[[ Data under study, beginning ]]

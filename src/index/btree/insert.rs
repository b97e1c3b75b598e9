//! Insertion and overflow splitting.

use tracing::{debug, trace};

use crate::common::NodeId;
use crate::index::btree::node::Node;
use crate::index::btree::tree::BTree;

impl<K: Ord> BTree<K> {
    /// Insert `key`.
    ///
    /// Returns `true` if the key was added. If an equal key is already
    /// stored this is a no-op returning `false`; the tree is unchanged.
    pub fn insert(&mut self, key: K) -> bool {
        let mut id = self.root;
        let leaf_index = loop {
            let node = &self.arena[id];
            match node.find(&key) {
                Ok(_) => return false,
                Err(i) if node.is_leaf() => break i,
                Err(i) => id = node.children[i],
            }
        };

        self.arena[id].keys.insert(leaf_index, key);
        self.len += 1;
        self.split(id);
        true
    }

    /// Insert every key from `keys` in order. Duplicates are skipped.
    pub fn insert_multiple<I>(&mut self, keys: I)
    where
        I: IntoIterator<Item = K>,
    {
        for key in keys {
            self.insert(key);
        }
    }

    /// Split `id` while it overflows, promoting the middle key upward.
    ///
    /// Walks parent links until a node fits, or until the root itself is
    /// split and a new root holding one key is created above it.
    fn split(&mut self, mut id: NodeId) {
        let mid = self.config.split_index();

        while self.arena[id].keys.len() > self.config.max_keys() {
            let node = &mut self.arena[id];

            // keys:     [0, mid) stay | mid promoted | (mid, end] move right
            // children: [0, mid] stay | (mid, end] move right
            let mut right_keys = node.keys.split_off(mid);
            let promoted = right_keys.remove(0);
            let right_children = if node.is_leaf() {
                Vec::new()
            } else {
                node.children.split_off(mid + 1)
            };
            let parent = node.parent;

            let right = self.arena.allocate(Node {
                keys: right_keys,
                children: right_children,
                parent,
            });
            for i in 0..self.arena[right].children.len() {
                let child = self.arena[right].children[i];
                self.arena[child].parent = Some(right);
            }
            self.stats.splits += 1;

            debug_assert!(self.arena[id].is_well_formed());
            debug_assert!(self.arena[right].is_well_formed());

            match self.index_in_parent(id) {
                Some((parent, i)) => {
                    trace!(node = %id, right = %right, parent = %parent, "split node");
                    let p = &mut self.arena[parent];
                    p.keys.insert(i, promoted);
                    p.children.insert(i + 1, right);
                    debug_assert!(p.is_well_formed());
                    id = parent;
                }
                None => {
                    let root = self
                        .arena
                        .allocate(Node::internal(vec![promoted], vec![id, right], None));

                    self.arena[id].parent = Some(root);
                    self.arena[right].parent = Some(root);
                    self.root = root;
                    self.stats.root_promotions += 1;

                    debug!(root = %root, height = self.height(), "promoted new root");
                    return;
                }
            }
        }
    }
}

[[ Data under study, end ]]
[[ Data under study, beginning ]]

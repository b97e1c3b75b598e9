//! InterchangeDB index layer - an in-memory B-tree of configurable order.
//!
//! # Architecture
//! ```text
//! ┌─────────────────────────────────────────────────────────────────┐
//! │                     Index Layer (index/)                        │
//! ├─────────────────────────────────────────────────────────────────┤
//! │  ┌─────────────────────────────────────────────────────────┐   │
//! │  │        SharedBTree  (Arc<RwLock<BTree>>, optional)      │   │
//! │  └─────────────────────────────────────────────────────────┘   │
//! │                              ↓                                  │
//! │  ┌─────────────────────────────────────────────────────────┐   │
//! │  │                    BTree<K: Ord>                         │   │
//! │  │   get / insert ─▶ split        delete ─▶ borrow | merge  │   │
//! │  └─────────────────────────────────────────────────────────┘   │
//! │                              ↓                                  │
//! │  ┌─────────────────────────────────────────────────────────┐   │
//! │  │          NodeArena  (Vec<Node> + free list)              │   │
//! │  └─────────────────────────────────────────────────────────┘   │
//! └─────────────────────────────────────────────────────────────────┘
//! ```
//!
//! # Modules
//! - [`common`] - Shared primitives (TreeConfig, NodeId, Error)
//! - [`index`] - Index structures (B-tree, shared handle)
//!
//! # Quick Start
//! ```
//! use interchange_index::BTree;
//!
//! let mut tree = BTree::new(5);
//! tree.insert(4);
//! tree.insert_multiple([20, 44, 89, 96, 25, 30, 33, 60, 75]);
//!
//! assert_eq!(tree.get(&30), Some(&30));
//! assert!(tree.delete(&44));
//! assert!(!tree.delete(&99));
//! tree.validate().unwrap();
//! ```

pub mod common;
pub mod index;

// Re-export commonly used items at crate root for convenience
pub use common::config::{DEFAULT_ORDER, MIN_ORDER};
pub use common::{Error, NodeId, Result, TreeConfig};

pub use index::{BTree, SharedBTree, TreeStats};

[[ Data under study, end ]]

Problem to solve :: The lines above starting at the one that contains "created above it." and ending at the one that contains "let node = &mut self.arena[id];" must be transcribed exactly, and no other lines may appear.

Task result ::
    /// split and a new root holding one key is created above it.
    fn split(&mut self, mut id: NodeId) {
        let mid = self.config.split_index();

        while self.arena[id].keys.len() > self.config.max_keys() {
            let node = &mut self.arena[id];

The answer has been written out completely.